一个在靠近窗边,一个坐在离门口近一点的地方。

其中靠近门的那位他认识,他上次住院就是那位医生就是他的主治医师,姓“陈”。

剩下的那一个估计就是骆河了吧?

“请进。”

苏哲走进去说出今天的来意:“你好,我找骆河医生。”

骆河听见有人叫自己的名字,从电脑前抬头看向来人。

他昨晚值夜班,现在脑子转弯有点儿慢,他反应了一会才看清来人:“我就是骆河。”

苏哲看清了骆河的长相,有点倒吸一口气。

眼里有疲惫红血丝,头发也乱糟糟的。

但也妨碍不了他的帅气。

果然长的好看的都报效祖国了,这句话还是没有说错。

苏哲朝骆河走过去,用只有两个能听见的声音开口。

骆河听见此人的来意,被刺激的瞬间就清醒了,脑子转的可快了。

“我想找林戴解愿。”

解愿这件事除了他们山上的弟子就没有其他人知道,就算知道也不是驱邪的说话。

解愿这个词是他们山上人的专用说法,也不是说其他不能说。

只不过一个知道解愿说法的,还知道林戴的,那就不多了。

就连下山历练的弟子知道林戴的名号也不多,这人是怎么知道的?

骆河用猜忌的目光看向眼前这人。

他原本以为这人是来找他看病的。之所以凑的这么久是不好意思让其他人听见。

才配合他一起附身低头,但是没想到这低头还真的是不好意思说出来的。

文祁历练结束后,林戴还是要回来的,要是这人没有减轻音量说话,那不得陈医生也听见了。

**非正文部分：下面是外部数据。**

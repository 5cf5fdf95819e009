//! Context attached to errors for logging.

use chrono::{DateTime, Utc};
use std::fmt;

/// Where and when an error happened.
#[derive(Debug, Clone, PartialEq)]
pub struct ErrorContext {
    /// The operation that failed, e.g. `"generate_loader_script"`.
    pub operation: String,
    /// Library file the operation was working on.
    pub file_id: Option<String>,
    /// Persona the chat request was sent as.
    pub gem_id: Option<String>,
    /// When the error was recorded.
    pub timestamp: DateTime<Utc>,
}

impl ErrorContext {
    pub fn new(operation: impl Into<String>) -> Self {
        Self {
            operation: operation.into(),
            file_id: None,
            gem_id: None,
            timestamp: Utc::now(),
        }
    }

    pub fn with_file_id(mut self, file_id: impl Into<String>) -> Self {
        self.file_id = Some(file_id.into());
        self
    }

    pub fn with_gem_id(mut self, gem_id: impl Into<String>) -> Self {
        self.gem_id = Some(gem_id.into());
        self
    }

    /// `key=value` pairs for structured log lines.
    pub fn to_log_string(&self) -> String {
        let mut parts = vec![format!("operation={}", self.operation)];
        if let Some(ref file_id) = self.file_id {
            parts.push(format!("file_id={}", file_id));
        }
        if let Some(ref gem_id) = self.gem_id {
            parts.push(format!("gem_id={}", gem_id));
        }
        parts.push(format!("timestamp={}", self.timestamp.to_rfc3339()));
        parts.join(" ")
    }
}

impl fmt::Display for ErrorContext {
    fn fmt(&self, f: &mut fmt::Formatter<'_>) -> fmt::Result {
        write!(f, "during {}", self.operation)?;
        if let Some(ref file_id) = self.file_id {
            write!(f, " [file {}]", file_id)?;
        }
        if let Some(ref gem_id) = self.gem_id {
            write!(f, " [gem {}]", gem_id)?;
        }
        Ok(())
    }
}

苏哲自然也看到了骆河眼里的猜忌和打量,他也知道林戴他们做的事,不是什么大众都能接受的。

他这么贸然的开口,确实会让人怀疑。

“是林戴叫我来找你的。”

他把林戴和自己说过的话再复述一遍,担心骆河不相信他,又把自己今天出门背的背包放下来。

拉开给骆河看里面的东西。

骆河顺着他的动作看背包里面的东西。

就这一眼他确信了这人是林戴介绍来的。

因为背包里是陈芷夕自己常用的木斧,是之前去李爷爷来吃饭是给文祁的。

这东西文祁肯定不会随手乱放,被陌生人捡到。

哪有人在路边捡到木斧还随手携带,精准的找到他们的聚集地。

苏哲背着背包离开医院大厅,离开前骆河跟他说的:“你要说想要去找林戴,今天下午到医院门口等我。”

苏哲站在医院门口的马路上。

原本雾气弥漫看不清远方景象,但现在雾气完全散去时,阳光重新回到了大地。

一束束金色的光芒穿透云层,照亮了世界。

空气也变得格外清新,仿佛过滤了一切尘埃和杂念。

苏哲重新走过自己下车的地方等公交车,他需要回去收拾自己的东西。

下次再过来他的身份就不一样了。

坐在公交车上,看向车窗外,清晨的薄雾在阳光的照耀下慢慢散去,露出了下面静谧的村庄和远处朦胧的山影。